Die Krim-Krise beherrscht seit Wochen die Schlagzeilen. Für die Hörer des Deutschlandfunks hat Florian Kellermann die dramatischen Tage miterlebt. Bevor er bald wieder in die Region aufbricht, war er zu einem Redaktionsbesuch in Köln. Wir haben die Gelegenheit genutzt und ihn um eine Einschätzung der Lage gebeten.

Florian Kellermann im Gespräch mit Tanja Köhler | 02.04.2014
    Der Deutschlandfunk-Korrespondent Florian Kellermann
    Der Deutschlandfunk-Korrespondent Florian Kellermann (Deutschlandfunk / Köhler)
    Tanja Köhler: Wie stellt sich für Sie die derzeitige Lage auf der Krim dar?
    Florian Kellermann: Die Ukraine hat jeden Einfluss auf die Krim verloren. Die letzten Soldaten sind abgezogen und Russland baut jetzt mit hohem Tempo eine Verwaltungsstruktur auf. Das kostet zwar viel Geld, trotzdem hat das absolute Priorität für den Kreml. Russland versucht seine Versprechungen wahr zu machen, dass die Krim zu einer blühenden Landschaft wird und versucht, Investoren anzulocken aus Russland, denn jemand anders wird im Moment kaum da hingehen. Ansonsten wird die Krim natürlich massiv zu einem Truppenstützpunkt für Russland ausgebaut.

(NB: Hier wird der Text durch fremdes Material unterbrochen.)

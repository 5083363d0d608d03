/// Gamepad input tracker using gilrs.
///
/// Button mapping is loaded from config.toml via `load_config()`.
/// Default mapping:
///   D-pad               →  Movement (cardinal)
///   Left Stick          →  Movement (analog, past the dead zone)
///   A                   →  Open the overlapped zone
///   B / Select          →  Close the panel
///   Y                   →  Toggle minimap
///   X / R1 (held)       →  Sprint

#[cfg(feature = "gamepad")]
use gilrs::{Axis, Button, EventType, Gilrs};

use glam::Vec2;

use crate::config::GamepadConfig;
use crate::domain::intent::{self, KeyIntent};

const DEFAULT_STICK_DEADZONE: f32 = 0.25;

/// Logical button identifiers (one per physical button).
#[derive(Clone, Copy, PartialEq, Eq, Hash, Debug)]
pub enum Btn {
    A,       // South
    B,       // East
    X,       // West
    Y,       // North
    L1,      // LeftTrigger
    R1,      // RightTrigger
    L2,      // LeftTrigger2
    R2,      // RightTrigger2
    Start,
    Select,
}

impl Btn {
    fn from_name(s: &str) -> Option<Btn> {
        match s.to_uppercase().as_str() {
            "A" | "SOUTH"  => Some(Btn::A),
            "B" | "EAST"   => Some(Btn::B),
            "X" | "WEST"   => Some(Btn::X),
            "Y" | "NORTH"  => Some(Btn::Y),
            "L1" | "LB" | "LEFTTRIGGER"  => Some(Btn::L1),
            "R1" | "RB" | "RIGHTTRIGGER" => Some(Btn::R1),
            "L2" | "LT" | "LEFTTRIGGER2"  => Some(Btn::L2),
            "R2" | "RT" | "RIGHTTRIGGER2" => Some(Btn::R2),
            "START" => Some(Btn::Start),
            "SELECT" | "BACK" => Some(Btn::Select),
            _ => None,
        }
    }

    #[cfg(feature = "gamepad")]
    fn from_gilrs(btn: Button) -> Option<Btn> {
        match btn {
            Button::South     => Some(Btn::A),
            Button::East      => Some(Btn::B),
            Button::West      => Some(Btn::X),
            Button::North     => Some(Btn::Y),
            Button::LeftTrigger  => Some(Btn::L1),
            Button::RightTrigger => Some(Btn::R1),
            Button::LeftTrigger2  => Some(Btn::L2),
            Button::RightTrigger2 => Some(Btn::R2),
            Button::Start     => Some(Btn::Start),
            Button::Select    => Some(Btn::Select),
            _ => None,
        }
    }
}

/// Per-button state: held (continuous) and just_pressed (edge).
#[derive(Clone, Copy, Debug, Default)]
struct BtnState {
    held: bool,
    just_pressed: bool,
}

/// Action-to-button mapping (loaded from config).
#[derive(Debug, PartialEq)]
struct ActionMap {
    open: Vec<Btn>,
    close: Vec<Btn>,
    minimap: Vec<Btn>,
    sprint: Vec<Btn>,
}

impl Default for ActionMap {
    fn default() -> Self {
        ActionMap {
            open:    vec![Btn::A],
            close:   vec![Btn::B, Btn::Select],
            minimap: vec![Btn::Y],
            sprint:  vec![Btn::X, Btn::R1],
        }
    }
}

impl ActionMap {
    /// Unknown names are skipped; an action left with no buttons keeps its default.
    fn from_config(cfg: &GamepadConfig) -> Self {
        fn parse_list(names: &[String], fallback: Vec<Btn>) -> Vec<Btn> {
            let parsed: Vec<Btn> = names.iter().filter_map(|s| Btn::from_name(s)).collect();
            if parsed.is_empty() { fallback } else { parsed }
        }
        let d = ActionMap::default();
        ActionMap {
            open: parse_list(&cfg.open, d.open),
            close: parse_list(&cfg.close, d.close),
            minimap: parse_list(&cfg.minimap, d.minimap),
            sprint: parse_list(&cfg.sprint, d.sprint),
        }
    }
}

pub struct GamepadState {
    #[cfg(feature = "gamepad")]
    gilrs: Option<Gilrs>,

    // All tracked buttons (indexed by Btn)
    buttons: [BtnState; 10],

    // D-pad
    dpad_up: BtnState,
    dpad_down: BtnState,
    dpad_left: BtnState,
    dpad_right: BtnState,

    // Left stick, raw (y positive = up)
    stick_x: f32,
    stick_y: f32,
    stick_dead_zone: f32,

    action_map: ActionMap,

    pub connected: bool,
}

fn btn_index(btn: Btn) -> usize {
    btn as usize
}

impl GamepadState {
    pub fn new() -> Self {
        #[cfg(feature = "gamepad")]
        let (gilrs_opt, connected) = {
            match Gilrs::new() {
                Ok(g) => {
                    let has_pad = g.gamepads().next().is_some();
                    (Some(g), has_pad)
                }
                Err(e) => {
                    log::info!("gamepad support unavailable: {e}");
                    (None, false)
                }
            }
        };
        #[cfg(not(feature = "gamepad"))]
        let connected = false;

        GamepadState {
            #[cfg(feature = "gamepad")]
            gilrs: gilrs_opt,
            buttons: [BtnState::default(); 10],
            dpad_up: BtnState::default(),
            dpad_down: BtnState::default(),
            dpad_left: BtnState::default(),
            dpad_right: BtnState::default(),
            stick_x: 0.0,
            stick_y: 0.0,
            stick_dead_zone: DEFAULT_STICK_DEADZONE,
            action_map: ActionMap::default(),
            connected,
        }
    }

    /// Load button mapping and stick dead zone from config.
    pub fn load_config(&mut self, cfg: &GamepadConfig, stick_dead_zone: f32) {
        self.action_map = ActionMap::from_config(cfg);
        self.stick_dead_zone = stick_dead_zone;
    }

    pub fn update(&mut self) {
        self.clear_just_pressed();

        #[cfg(feature = "gamepad")]
        self.poll_gilrs();
    }

    #[cfg(feature = "gamepad")]
    fn poll_gilrs(&mut self) {
        let gilrs = match &mut self.gilrs {
            Some(g) => g,
            None => return,
        };

        let events: Vec<_> = std::iter::from_fn(|| gilrs.next_event()).collect();

        for event in events {
            match event.event {
                EventType::ButtonPressed(btn, _) => {
                    self.connected = true;
                    self.set_button(btn, true, true);
                }
                EventType::ButtonReleased(btn, _) => {
                    self.connected = true;
                    self.set_button(btn, false, false);
                }
                EventType::AxisChanged(axis, value, _) => {
                    self.connected = true;
                    self.update_axis(axis, value);
                }
                EventType::Connected => {
                    log::info!("gamepad connected");
                    self.connected = true;
                }
                EventType::Disconnected => {
                    log::info!("gamepad disconnected");
                    self.connected = false;
                    self.release_all();
                }
                _ => {}
            }
        }
    }

    #[cfg(feature = "gamepad")]
    fn set_button(&mut self, gilrs_btn: Button, held: bool, just_pressed: bool) {
        // D-pad handled separately (not in Btn enum)
        let dpad = match gilrs_btn {
            Button::DPadUp    => Some(&mut self.dpad_up),
            Button::DPadDown  => Some(&mut self.dpad_down),
            Button::DPadLeft  => Some(&mut self.dpad_left),
            Button::DPadRight => Some(&mut self.dpad_right),
            _ => None,
        };
        if let Some(state) = dpad {
            state.held = held;
            state.just_pressed |= just_pressed;
            return;
        }

        if let Some(btn) = Btn::from_gilrs(gilrs_btn) {
            let idx = btn_index(btn);
            self.buttons[idx].held = held;
            if just_pressed {
                self.buttons[idx].just_pressed = true;
            }
        }
    }

    #[cfg(feature = "gamepad")]
    fn update_axis(&mut self, axis: Axis, value: f32) {
        match axis {
            Axis::LeftStickX => self.stick_x = value,
            Axis::LeftStickY => self.stick_y = value,
            _ => {}
        }
    }

    // ── Action queries (config-driven) ──

    fn any_just_pressed(&self, btns: &[Btn]) -> bool {
        btns.iter().any(|&b| self.buttons[btn_index(b)].just_pressed)
    }

    fn any_held(&self, btns: &[Btn]) -> bool {
        btns.iter().any(|&b| self.buttons[btn_index(b)].held)
    }

    pub fn open_pressed(&self) -> bool {
        self.any_just_pressed(&self.action_map.open)
    }
    pub fn close_pressed(&self) -> bool {
        self.any_just_pressed(&self.action_map.close)
    }
    pub fn minimap_pressed(&self) -> bool {
        self.any_just_pressed(&self.action_map.minimap)
    }
    pub fn sprint_held(&self) -> bool {
        self.any_held(&self.action_map.sprint)
    }

    // ── Movement ──

    pub fn dpad_intent(&self) -> KeyIntent {
        KeyIntent {
            up: self.dpad_up.held,
            down: self.dpad_down.held,
            left: self.dpad_left.held,
            right: self.dpad_right.held,
        }
    }

    /// Analog left stick, y-down, length <= 1.
    pub fn stick_intent(&self) -> Vec2 {
        intent::stick_vector(self.stick_x, self.stick_y, self.stick_dead_zone)
    }

    // ── Internal ──

    fn clear_just_pressed(&mut self) {
        for b in &mut self.buttons { b.just_pressed = false; }
        self.dpad_up.just_pressed = false;
        self.dpad_down.just_pressed = false;
        self.dpad_left.just_pressed = false;
        self.dpad_right.just_pressed = false;
    }

    #[cfg_attr(not(feature = "gamepad"), allow(dead_code))]
    fn release_all(&mut self) {
        for b in &mut self.buttons { *b = BtnState::default(); }
        self.dpad_up = BtnState::default();
        self.dpad_down = BtnState::default();
        self.dpad_left = BtnState::default();
        self.dpad_right = BtnState::default();
        self.stick_x = 0.0;
        self.stick_y = 0.0;
    }
}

    Die Ukraine wiederum hat sich in eine Art Warteposition zurückgezogen. Die meisten Länder erkennen die Annektierung der Krim durch Russland zwar nicht an, aber es ist noch nicht ganz klar, wie die Ukraine sich dazu verhalten wird. Flugverbindungen zum Beispiel wird es ganz sicher keine geben, außer über Moskau. Aber der Eisenbahnverkehr zum Beispiel wird zumindest aufrecht erhalten, Warenverkehr wird zugelassen. Das ist für die Krim sehr wichtig, denn sie hat im Moment noch keine Landverbindung zu Russland. Und mit Fähren die Waren vom Festland heranzubringen, ist natürlich aufwendig. Insofern sind die Russen natürlich auch daran interessiert, dass zumindest der Warenaustausch mit der Ukraine stattfindet, zumal ja ohnehin die Krim hauptsächlich Waren über die Ukraine bezogen hat, aus naheliegenden Gründen, weil es die Landverbindung gibt und ukrainische Produkte auch in vielen Bereichen einfach günstiger sind als russische Produkte.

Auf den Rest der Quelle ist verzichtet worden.